Сложности возникли уже в журнале. Завотделом прозы «Нового мира» Диана Тевекелян (та самая, что в журнале «Москва» щепетильно редактировала так и не прошедший «Святой колодец») теперь просила главреда Сергея Наровчатова убрать «вольности и перехлесты».

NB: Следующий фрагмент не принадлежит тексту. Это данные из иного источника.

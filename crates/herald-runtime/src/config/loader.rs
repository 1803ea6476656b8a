//! Configuration loader using figment.
//!
//! Sources are layered, later ones overriding earlier ones:
//!
//! 1. Built-in defaults
//! 2. Profile-specific config file (`herald.{profile}.toml` / `.yaml`)
//! 3. Main config file (`herald.toml` / `herald.yaml`)
//! 4. Environment variables (`HERALD_*`)
//! 5. Programmatic overrides
//!
//! # Feature Flags
//!
//! - `toml-config` *(default)*: enables TOML configuration files
//! - `yaml-config`: enables YAML configuration files
//!
//! # Environment Variable Mapping
//!
//! Environment variables use the `HERALD_` prefix with `__` as separator:
//!
//! - `HERALD_DISPATCH__PREFIX=?` → `dispatch.prefix = "?"`
//! - `HERALD_LOGGING__LEVEL=debug` → `logging.level = "debug"`
//!
//! # Example
//!
//! ```rust,ignore
//! use herald_runtime::config::ConfigLoader;
//!
//! let config = ConfigLoader::new().profile("production").load()?;
//! ```

use std::path::{Path, PathBuf};

use figment::Figment;
#[cfg(any(feature = "yaml-config", feature = "toml-config"))]
use figment::providers::Format;
#[cfg(feature = "toml-config")]
use figment::providers::Toml;
#[cfg(feature = "yaml-config")]
use figment::providers::Yaml;
use figment::providers::{Env, Serialized};
use tracing::{debug, info, trace};

use super::error::{ConfigError, ConfigResult};
use super::schema::HeraldConfig;
use super::validation::validate_config;

const ENV_PREFIX: &str = "HERALD_";

/// Configuration profile for environment-specific settings.
#[derive(Debug, Clone, Default, PartialEq, Eq)]
pub enum Profile {
    #[default]
    Development,
    Production,
    Custom(String),
}

impl Profile {
    pub fn as_str(&self) -> &str {
        match self {
            Self::Development => "development",
            Self::Production => "production",
            Self::Custom(name) => name,
        }
    }

    fn parse(name: &str) -> Self {
        match name.to_lowercase().as_str() {
            "production" | "prod" => Self::Production,
            "development" | "dev" => Self::Development,
            other => Self::Custom(other.to_string()),
        }
    }

    /// Reads `HERALD_PROFILE`, defaulting to development.
    pub fn from_env() -> Self {
        std::env::var("HERALD_PROFILE")
            .map(|p| Self::parse(&p))
            .unwrap_or_default()
    }
}

impl std::fmt::Display for Profile {
    fn fmt(&self, f: &mut std::fmt::Formatter<'_>) -> std::fmt::Result {
        f.write_str(self.as_str())
    }
}

/// Layered configuration loader.
pub struct ConfigLoader {
    figment: Figment,
    profile: Profile,
    search_paths: Vec<PathBuf>,
    load_env: bool,
    config_file: Option<PathBuf>,
}

impl Default for ConfigLoader {
    fn default() -> Self {
        Self::new()
    }
}

impl ConfigLoader {
    pub fn new() -> Self {
        Self {
            figment: Figment::new(),
            profile: Profile::from_env(),
            search_paths: Vec::new(),
            load_env: true,
            config_file: None,
        }
    }

    pub fn profile(mut self, profile: impl Into<String>) -> Self {
        self.profile = Profile::parse(&profile.into());
        self
    }

    /// Adds a search path. Without any, the current directory and the
    /// user config directory (`~/.config/herald` on Linux) are searched.
    pub fn search_path<P: AsRef<Path>>(mut self, path: P) -> Self {
        self.search_paths.push(path.as_ref().to_path_buf());
        self
    }

    /// Loads exactly this file instead of searching.
    pub fn file<P: AsRef<Path>>(mut self, path: P) -> Self {
        self.config_file = Some(path.as_ref().to_path_buf());
        self
    }

    pub fn with_env(mut self) -> Self {
        self.load_env = true;
        self
    }

    pub fn without_env(mut self) -> Self {
        self.load_env = false;
        self
    }

    /// Merges configuration programmatically, above every other source.
    pub fn merge(mut self, config: HeraldConfig) -> Self {
        self.figment = self.figment.merge(Serialized::defaults(config));
        self
    }

    /// Loads and validates the configuration.
    pub fn load(self) -> ConfigResult<HeraldConfig> {
        let profile = self.profile.clone();
        let figment = self.build_figment()?;
        let config: HeraldConfig = figment.extract()?;
        validate_config(&config)?;

        debug!(
            profile = %profile,
            prefix = %config.dispatch.prefix,
            logging_level = %config.logging.level,
            "Configuration loaded successfully"
        );
        Ok(config)
    }

    fn build_figment(mut self) -> ConfigResult<Figment> {
        let mut figment = Figment::from(Serialized::defaults(HeraldConfig::default()));

        if let Some(path) = self.config_file.take() {
            if !path.exists() {
                return Err(ConfigError::FileNotFound(path));
            }
            info!(path = %path.display(), "Loading configuration file");
            figment = Self::merge_config_file(figment, &path)?;
        } else {
            figment = self.load_config_files(figment);
        }

        if self.load_env {
            trace!("Loading environment variables with {ENV_PREFIX} prefix");
            figment = figment.merge(Env::prefixed(ENV_PREFIX).split("__"));
        }

        let overrides = std::mem::take(&mut self.figment);
        Ok(figment.merge(overrides))
    }

    fn merge_config_file(figment: Figment, path: &Path) -> ConfigResult<Figment> {
        let ext = path.extension().and_then(|e| e.to_str()).unwrap_or("");
        match ext {
            #[cfg(feature = "toml-config")]
            "toml" => Ok(figment.merge(Toml::file(path))),
            #[cfg(feature = "yaml-config")]
            "yaml" | "yml" => Ok(figment.merge(Yaml::file(path))),
            _ => Err(ConfigError::UnsupportedFormat(ext.to_string())),
        }
    }

    fn resolve_search_paths(&self) -> Vec<PathBuf> {
        if !self.search_paths.is_empty() {
            return self.search_paths.clone();
        }
        let mut paths = Vec::new();
        if let Ok(cwd) = std::env::current_dir() {
            paths.push(cwd);
        }
        if let Some(config_dir) = dirs::config_dir() {
            paths.push(config_dir.join("herald"));
        }
        paths
    }

    /// Searches `search_paths` for `herald.{ext}`, merging the profile
    /// variant first when present. Stops at the first base file found.
    #[cfg(any(feature = "toml-config", feature = "yaml-config"))]
    fn load_format_files<F>(
        &self,
        mut figment: Figment,
        search_paths: &[PathBuf],
        extensions: &[&str],
        merge_fn: F,
    ) -> (Figment, bool)
    where
        F: Fn(Figment, &Path) -> Figment,
    {
        for search_path in search_paths {
            for ext in extensions {
                let profile_path = search_path.join(format!("herald.{}.{ext}", self.profile));
                if profile_path.exists() {
                    debug!(path = %profile_path.display(), "Loading profile-specific config");
                    figment = merge_fn(figment, &profile_path);
                }

                let base_path = search_path.join(format!("herald.{ext}"));
                if base_path.exists() {
                    info!(path = %base_path.display(), "Loading configuration file");
                    return (merge_fn(figment, &base_path), true);
                }
            }
        }
        (figment, false)
    }

    #[allow(unused_mut)]
    fn load_config_files(&self, mut figment: Figment) -> Figment {
        let search_paths = self.resolve_search_paths();
        let mut found = false;

        #[cfg(feature = "toml-config")]
        {
            let (f, ok) = self.load_format_files(figment, &search_paths, &["toml"], |fig, path| {
                fig.merge(Toml::file(path))
            });
            figment = f;
            found |= ok;
        }

        #[cfg(feature = "yaml-config")]
        {
            let (f, ok) =
                self.load_format_files(figment, &search_paths, &["yaml", "yml"], |fig, path| {
                    fig.merge(Yaml::file(path))
                });
            figment = f;
            found |= ok;
        }

        if !found {
            debug!("No configuration file found, using defaults");
        }
        figment
    }
}

/// Loads configuration from the default locations.
pub fn load_config() -> ConfigResult<HeraldConfig> {
    ConfigLoader::new().load()
}

/// Loads configuration from a specific file, plus the environment.
pub fn load_config_from_file<P: AsRef<Path>>(path: P) -> ConfigResult<HeraldConfig> {
    ConfigLoader::new().file(path).load()
}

Поэт-главред к его чести не уступил, и, по свидетельству Тевекелян, сказал ей следующее: «Это вам не автобиография, не утомительные мемуары, где все сверено с нынешней конъюнктурой, все вроде бы ровно, правдиво, а на поверку вранье. Катаев никому оценок не выставляет, он так воспринимает этих людей, дофантазирует, конечно. Может и приукрашивает себя. Кому не хочется хоть немного подправить собственную жизнь? Он ничего вам не навязывает, пожалуйста, не соглашайтесь, кто вам не велит? А колдовская красота уходящей, уже призрачной жизни – у кого еще вы это прочтете? Это щемящее прощание, и неизбежность, и счастье от самой жизни. Он художник, глупо требовать от него какую-то документальность, достоверность. Он же не трактат пишет, не научное биографическое исследование. Он же Катаев, черт побери!»

Тевекелян вспоминала, что «даже на крайность пошла» и в одном месте настояла на изъятии слов – «показалось, что Катаев зло иронизирует над метафоричностью раннего Пастернака». Она снова и снова «пыталась склонить Валентина Петровича» - снять фразу, сделав выбор между «долгом и красотой» (долгом, естественно, в ее понимании): «Катаев в гневе махнул рукой, буркнул «снимайте»… Сняла».

Рецензенты встретили «Венец» и похвалами (в целом бледными), и ругательствами (энергичными).

«Зависть и ревность, - говорит о реакции «передовых кругов» критик Владимир Новиков. - Тогда в приличном обществе выразить симпатию Катаеву стало совершенно недопустимо».

«“Алмазный мой венец” вызвал, мягко говоря, недовольство прогрессивной интеллигенции», - констатировал Анатолий Гладилин.

Удивительно, с какой страстью не могли простить Катаеву свободу именно те, кто претендовал на звание свободомыслящих…

Справедливости ради: опять доставалось «слева» и «справа».

Петр Проскурин, писатель-почвенник, вопрошал с трибуны: как можно поднимать шум вокруг «ничтожных произведений, отшлифованных до алмазного блеска», когда надо всеми возвышается, как могучий снежный утес, фигура Шолохова…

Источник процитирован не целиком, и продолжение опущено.